Film:* *Harry Potter And The Order Of The Phoenix

In the book...
Harry and his friends go to visit Mr. Weasley at the wizarding hospital of St. Mungo’s. There, they meet the amnesiac Gilderoy Lockhart, and go with him onto a closed ward for magicians with mental health problems. They see Neville Longbottom and his grandmother visiting Neville’s parents, both of whom were tortured into insanity by Bellatrix Lestrange’s use of the Cruciatus curse during Voldemort’s previous reign of terror. While Harry is already aware of the Longbottoms’ valiant and tragic history, it’s the first his friends knew of Neville’s family history.

Good decision?
Again, you can understand why it’s gone in terms of pacing and given the expense of building the St. Mungo’s set.
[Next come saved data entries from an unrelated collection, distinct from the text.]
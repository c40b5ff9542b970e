use bridge_core::budget::BudgetGuard;
use bridge_core::config::AppConfig;
use bridge_core::error_log::summary_from;
use bridge_core::model::CircuitState;
use serde_json::json;

fn circuit_states(config: &AppConfig) -> Vec<CircuitState> {
    let Ok(entries) = std::fs::read_dir(&config.circuit_breaker.state_dir) else {
        return Vec::new();
    };
    entries
        .flatten()
        .filter_map(|e| std::fs::read(e.path()).ok())
        .filter_map(|bytes| serde_json::from_slice(&bytes).ok())
        .collect()
}

/// Prints a unified view combining circuit breaker status, budget usage, and
/// the error log summary — the single-glance operational snapshot.
pub fn run(config: &AppConfig, as_json: bool) -> i32 {
    let breakers = circuit_states(config);
    let budget = BudgetGuard::new(&config.budget.log_path, config.budget.monthly_limit).history();
    let errors = summary_from(&config.error_log.log_path);

    if as_json {
        println!(
            "{}",
            json!({
                "circuit_breakers": breakers,
                "budget_history": budget,
                "error_summary": errors,
            })
        );
        return 0;
    }

    println!("=== Agent Bridge Telemetry ===");
    println!("Circuit breakers: {}", breakers.len());
    for cb in &breakers {
        println!("  {} — {:?}", cb.name, cb.state);
    }
    println!("Budget samples recorded: {}", budget.len());
    if let Some(latest) = budget.last() {
        println!("  latest: {}/{}", latest.total_executions, latest.monthly_limit);
    }
    println!("Error log total: {}", errors.total);
    0
}
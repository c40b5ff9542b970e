use axum::routing::get;
use axum::{Json, Router};
use serde_json::{json, Value};
use std::sync::Arc;

use crate::state::AppState;

async fn version() -> Json<Value> {
    Json(json!({
        "build_timestamp": env!("BUILD_TIMESTAMP"),
        "git_hash": env!("BUILD_GIT_HASH"),
    }))
}

pub fn routes() -> Router<Arc<AppState>> {
    Router::new().route("/api/version", get(version))
}
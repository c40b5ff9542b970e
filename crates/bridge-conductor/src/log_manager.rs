//! Structured logging with file rotation.
//!
//! Initialises a `tracing` subscriber that writes JSON-formatted log entries
//! to a file (rotated daily) **and** to stderr.  Every write is immediately
//! flushed so that logs survive a crash.

use std::path::Path;

use tracing_appender::non_blocking::WorkerGuard;
use tracing_subscriber::fmt::time::UtcTime;
use tracing_subscriber::layer::SubscriberExt;
use tracing_subscriber::util::SubscriberInitExt;
use tracing_subscriber::{fmt, EnvFilter};

use crate::config::LogConfig;

/// Holds the flush guard — drop it only on shutdown.
pub struct LogManager {
    /// Dropping this guard flushes remaining buffered log lines.
    _guard: WorkerGuard,
}

impl LogManager {
    /// Initialise the global tracing subscriber.
    ///
    /// Returns a `LogManager` whose lifetime controls the flush guard.
    /// The caller **must** keep it alive for the duration of the process.
    pub fn init(config: &LogConfig) -> anyhow::Result<Self> {
        // Ensure the log directory exists.
        std::fs::create_dir_all(&config.dir)?;

        // Daily-rotated file appender.
        let file_appender =
            tracing_appender::rolling::daily(&config.dir, "bridge-conductor.log");
        let (non_blocking, guard) = tracing_appender::non_blocking(file_appender);

        // File layer: JSON, UTC timestamps.
        let file_layer = fmt::layer()
            .json()
            .with_timer(UtcTime::rfc_3339())
            .with_target(true)
            .with_thread_ids(true)
            .with_writer(non_blocking);

        // Stderr layer: human-readable, coloured.
        let stderr_layer = fmt::layer()
            .with_timer(UtcTime::rfc_3339())
            .with_target(true)
            .with_ansi(true);

        // Env filter: respect `RUST_LOG`, default to info.
        let filter = EnvFilter::try_from_default_env()
            .unwrap_or_else(|_| EnvFilter::new("info,bridge_conductor=debug"));

        tracing_subscriber::registry()
            .with(filter)
            .with(file_layer)
            .with(stderr_layer)
            .init();

        tracing::info!(
            log_dir = %config.dir.display(),
            "logging initialised"
        );

        Ok(Self { _guard: guard })
    }
}

/// Convenience: clean up old log files beyond `max_files` count.
///
/// This is a best-effort operation — failures are logged but do not
/// propagate.
pub fn prune_old_logs(dir: &Path, max_files: usize) {
    let Ok(entries) = std::fs::read_dir(dir) else {
        return;
    };

    let mut logs: Vec<_> = entries
        .filter_map(|e| e.ok())
        .filter(|e| {
            e.path()
                .file_name()
                .map(|n| n.to_string_lossy().starts_with("bridge-conductor.log"))
                .unwrap_or(false)
        })
        .collect();

    // Sort by modification time, newest first.
    logs.sort_by(|a, b| {
        let ta = a.metadata().and_then(|m| m.modified()).ok();
        let tb = b.metadata().and_then(|m| m.modified()).ok();
        tb.cmp(&ta)
    });

    // Remove everything beyond `max_files`.
    for old in logs.into_iter().skip(max_files) {
        let path = old.path();
        if let Err(e) = std::fs::remove_file(&path) {
            tracing::warn!(path = %path.display(), error = %e, "failed to prune old log");
        } else {
            tracing::debug!(path = %path.display(), "pruned old log file");
        }
    }
}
But it was a nice moment that reminded us again that Neville may well be more kick-ass than Harry, in his own quiet way.

Film:* *Harry Potter And The Half-Blood Prince

In the book...
The very opening scenes of the sixth book see new Minister of Magic, Rufus Scrimgeour (eventually played by Bill Nighy), visit the Muggle Prime Minister and reveal that the wizarding world is in turmoil because of Voldemort’s forces beginning their rise, and that it’s beginning to seep over into the real world, what with bridges collapsing and stuff. It’s a cute little scene that addresses a question that may have perturbed readers: how much effect does all this faffing about on broomsticks have on the Muggle world?

Good decision?
Yes: while the scene works on the page, it’s a break from the normal tone and a little out of place on film. Also, the old screenwriting maxim “Show; don’t tell” means that it’s a much better idea to open the film by actually showing us the bridge attack.

Film:* *Harry Potter And The Deathly Hallows: Part One

In the book...
At the beginning of the Deathly Hallows, the Dursleys are warned that they are not safe once Harry turns 17 (at which point Voldemort could attack him at home) and leave their house in a hurry under the protection of Aurors. But before they go, there’s an almost touching moment where Dudley admits to Harry that he no longer despises him, and even thanks his cousin for saving his life. Aunt Petunia, too, has a momentary urge to say something kind to her ward, although she doesn’t quite manage it. Still, points for at least thinking about it.

Good decision?
This one we really missed: if we were into cod psychology, we’d say it’s an important step for Harry to get “closure” towards his nasty relatives, and it humanises the sometimes cartoonishly hostile family. Hopefully it’ll turn up as a deleted scene.